**** LISTED ENTRIES ****
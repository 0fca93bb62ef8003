use std::sync::Arc;
use std::time::Duration;

use uuid::Uuid;

use crate::domains::core::blob_storage_service::BlobStorageService;
use crate::domains::participation::ParticipationRepository;
use crate::errors::{DomainError, ServiceError, ServiceResult, ValidationError};
use crate::queue::WorkQueue;

use super::repository::ReportRequestRepository;
use super::types::{
    NewReportRequest, ReportJob, ReportRequestSummary, ReportStatus, ReportStatusView,
};

/// Default lifetime of a presigned download URL.
const DOWNLOAD_URL_TTL: Duration = Duration::from_secs(300);

/// Request intake and the status/download query surface.
///
/// Submission only persists a `Pending` row and enqueues a job. All
/// generation work happens on the worker side; callers learn the outcome by
/// polling [`get_status`](Self::get_status).
pub struct ReportService {
    repo: Arc<dyn ReportRequestRepository>,
    participation: Arc<dyn ParticipationRepository>,
    queue: Arc<dyn WorkQueue>,
    blob_storage: Arc<dyn BlobStorageService>,
    download_url_ttl: Duration,
}

impl ReportService {
    pub fn new(
        repo: Arc<dyn ReportRequestRepository>,
        participation: Arc<dyn ParticipationRepository>,
        queue: Arc<dyn WorkQueue>,
        blob_storage: Arc<dyn BlobStorageService>,
    ) -> Self {
        Self {
            repo,
            participation,
            queue,
            blob_storage,
            download_url_ttl: DOWNLOAD_URL_TTL,
        }
    }

    pub fn with_download_url_ttl(mut self, ttl: Duration) -> Self {
        self.download_url_ttl = ttl;
        self
    }

    /// Validate and persist a report request, then hand it to the work
    /// queue. Returns the request id for status polling.
    ///
    /// A class without participation rows is rejected as a validation
    /// error: the class may well exist, there is just nothing to report.
    pub async fn submit(&self, input: NewReportRequest) -> ServiceResult<Uuid> {
        if input.class_id.trim().is_empty() {
            return Err(DomainError::Validation(ValidationError::required("class_id")).into());
        }
        if input.report_kind.trim().is_empty() {
            return Err(DomainError::Validation(ValidationError::required("report_kind")).into());
        }

        let has_rows = self.participation.class_has_rows(&input.class_id).await?;
        if !has_rows {
            return Err(DomainError::Validation(ValidationError::custom(format!(
                "class {} has no participation data to report",
                input.class_id
            )))
            .into());
        }

        let request = self.repo.create_request(&input).await?;
        log::info!(
            "Created report request {} for class {} ({})",
            request.id,
            request.class_id,
            request.report_kind
        );

        let job = ReportJob {
            request_id: request.id,
            class_id: request.class_id.clone(),
            report_kind: request.report_kind.clone(),
        };
        if let Err(e) = self.queue.enqueue(&job).await {
            // The row is already durable, so a silent Pending orphan is the
            // one outcome we must avoid: fail the request and surface the
            // error to the caller, who may submit again.
            log::error!("Enqueue failed for report request {}: {}", request.id, e);
            self.repo
                .update_status(
                    request.id,
                    ReportStatus::Failed,
                    Some(format!("could not enqueue generation job: {}", e)),
                )
                .await?;
            return Err(ServiceError::ServiceUnavailable(format!(
                "report queue unavailable: {}",
                e
            )));
        }

        Ok(request.id)
    }

    /// Current lifecycle state of a request. Never mutates anything.
    pub async fn get_status(&self, request_id: Uuid) -> ServiceResult<ReportStatusView> {
        let request = self.repo.find_by_id(request_id).await?;
        Ok(ReportStatusView {
            status: request.status,
            error_detail: request.error_detail,
        })
    }

    /// Presigned download URL for a completed request.
    ///
    /// Requests in any other state are a validation error naming the
    /// current status. A completed request without an artifact row means
    /// the completion invariant was broken and is reported as an internal
    /// error.
    pub async fn get_download_url(&self, request_id: Uuid) -> ServiceResult<String> {
        let request = self.repo.find_by_id(request_id).await?;

        if request.status != ReportStatus::Completed {
            return Err(DomainError::Validation(ValidationError::custom(format!(
                "report is not ready yet (current status: {})",
                request.status
            )))
            .into());
        }

        let Some(artifact) = self.repo.find_artifact(request_id).await? else {
            log::error!(
                "Report request {} is completed but has no artifact row",
                request_id
            );
            return Err(DomainError::Internal(format!(
                "completed report request {} has no stored artifact",
                request_id
            ))
            .into());
        };

        let url = self
            .blob_storage
            .presign_get(
                &artifact.object_key,
                self.download_url_ttl,
                &artifact.file_name,
            )
            .await
            .map_err(|e| ServiceError::ExternalService(format!("presign failed: {}", e)))?;
        Ok(url)
    }

    /// Latest requests, newest first.
    pub async fn list_recent(&self, limit: i64) -> ServiceResult<Vec<ReportRequestSummary>> {
        Ok(self.repo.list_recent(limit).await?)
    }
}

#[cfg(test)]
mod tests {
    use super::*;
    use crate::database::test_pool;
    use crate::domains::core::blob_storage_service::{BlobStorageService, InMemoryBlobStorage};
    use crate::domains::participation::repository::seed_participation;
    use crate::domains::participation::SqliteParticipationRepository;
    use crate::domains::report::repository::SqliteReportRequestRepository;
    use crate::domains::report::types::GeneratedReport;
    use crate::queue::{InMemoryWorkQueue, RetryPolicy};

    struct TestEnv {
        service: ReportService,
        repo: Arc<SqliteReportRequestRepository>,
        queue: Arc<InMemoryWorkQueue>,
        storage: Arc<InMemoryBlobStorage>,
        pool: sqlx::SqlitePool,
    }

    async fn env() -> TestEnv {
        let pool = test_pool().await;
        let repo = Arc::new(SqliteReportRequestRepository::new(pool.clone()));
        let queue = Arc::new(InMemoryWorkQueue::new(RetryPolicy::default()));
        let storage = Arc::new(InMemoryBlobStorage::new());
        let service = ReportService::new(
            repo.clone(),
            Arc::new(SqliteParticipationRepository::new(pool.clone())),
            queue.clone(),
            storage.clone(),
        );
        TestEnv {
            service,
            repo,
            queue,
            storage,
            pool,
        }
    }

    fn request(class_id: &str, kind: &str) -> NewReportRequest {
        NewReportRequest {
            class_id: class_id.to_string(),
            report_kind: kind.to_string(),
            file_name: None,
        }
    }

    #[tokio::test]
    async fn test_submit_creates_pending_request_and_enqueues() {
        let env = env().await;
        seed_participation(&env.pool, "class-42", &[("Alice", "Robotics")]).await;

        let id = env
            .service
            .submit(request("class-42", "tabular-pdf"))
            .await
            .unwrap();

        // Immediately after submit the caller sees Pending, never a
        // terminal state.
        let view = env.service.get_status(id).await.unwrap();
        assert_eq!(view.status, ReportStatus::Pending);
        assert!(view.error_detail.is_none());
        assert_eq!(env.queue.depth().await, 1);
    }

    #[tokio::test]
    async fn test_submit_requires_fields() {
        let env = env().await;
        let err = env.service.submit(request("", "tabular-pdf")).await.unwrap_err();
        assert!(matches!(
            err,
            ServiceError::Domain(DomainError::Validation(_))
        ));

        let err = env.service.submit(request("class-1", " ")).await.unwrap_err();
        assert!(matches!(
            err,
            ServiceError::Domain(DomainError::Validation(_))
        ));
    }

    #[tokio::test]
    async fn test_submit_rejects_class_without_rows() {
        let env = env().await;
        let err = env
            .service
            .submit(request("class-without-data", "tabular-pdf"))
            .await
            .unwrap_err();
        assert!(matches!(
            err,
            ServiceError::Domain(DomainError::Validation(_))
        ));

        // No request row may be left behind.
        assert!(env.repo.list_recent(10).await.unwrap().is_empty());
        assert_eq!(env.queue.depth().await, 0);
    }

    #[tokio::test]
    async fn test_get_status_unknown_id_is_not_found() {
        let env = env().await;
        let err = env.service.get_status(Uuid::new_v4()).await.unwrap_err();
        assert!(matches!(
            err,
            ServiceError::Domain(DomainError::EntityNotFound(_, _))
        ));
    }

    #[tokio::test]
    async fn test_download_url_requires_completed_status() {
        let env = env().await;
        seed_participation(&env.pool, "class-1", &[("Alice", "Robotics")]).await;
        let id = env
            .service
            .submit(request("class-1", "tabular-pdf"))
            .await
            .unwrap();

        let err = env.service.get_download_url(id).await.unwrap_err();
        let message = err.to_string();
        assert!(message.contains("pending"), "message was: {}", message);
    }

    #[tokio::test]
    async fn test_download_url_for_completed_request() {
        let env = env().await;
        seed_participation(&env.pool, "class-1", &[("Alice", "Robotics")]).await;
        let id = env
            .service
            .submit(request("class-1", "tabular-pdf"))
            .await
            .unwrap();

        let object_key = format!("reports/{}.pdf", id);
        env.storage
            .upload_stream(
                &object_key,
                "application/pdf",
                Box::new(std::io::Cursor::new(b"%PDF-1.3 stub".to_vec())),
            )
            .await
            .unwrap();
        env.repo
            .complete_with_artifact(&GeneratedReport {
                request_id: id,
                class_id: "class-1".to_string(),
                report_kind: "tabular-pdf".to_string(),
                file_name: "class_class-1_report.pdf".to_string(),
                object_key: object_key.clone(),
                created_at: chrono::Utc::now(),
            })
            .await
            .unwrap();

        let url = env.service.get_download_url(id).await.unwrap();
        assert!(url.contains(&object_key));
    }

    #[tokio::test]
    async fn test_completed_without_artifact_is_internal_error() {
        let env = env().await;
        seed_participation(&env.pool, "class-1", &[("Alice", "Robotics")]).await;
        let id = env
            .service
            .submit(request("class-1", "tabular-pdf"))
            .await
            .unwrap();

        // Force the status forward without an artifact row, breaking the
        // completion invariant on purpose.
        sqlx::query("UPDATE report_requests SET status = 'completed' WHERE id = ?")
            .bind(id.to_string())
            .execute(&env.pool)
            .await
            .unwrap();

        let err = env.service.get_download_url(id).await.unwrap_err();
        assert!(matches!(
            err,
            ServiceError::Domain(DomainError::Internal(_))
        ));
    }
}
****
■ TASK REQUIREMENTS
In the records above, each line with the string "ReportService" should be copied.

■ RESULT
pub struct ReportService {
impl ReportService {
        service: ReportService,
        let service = ReportService::new(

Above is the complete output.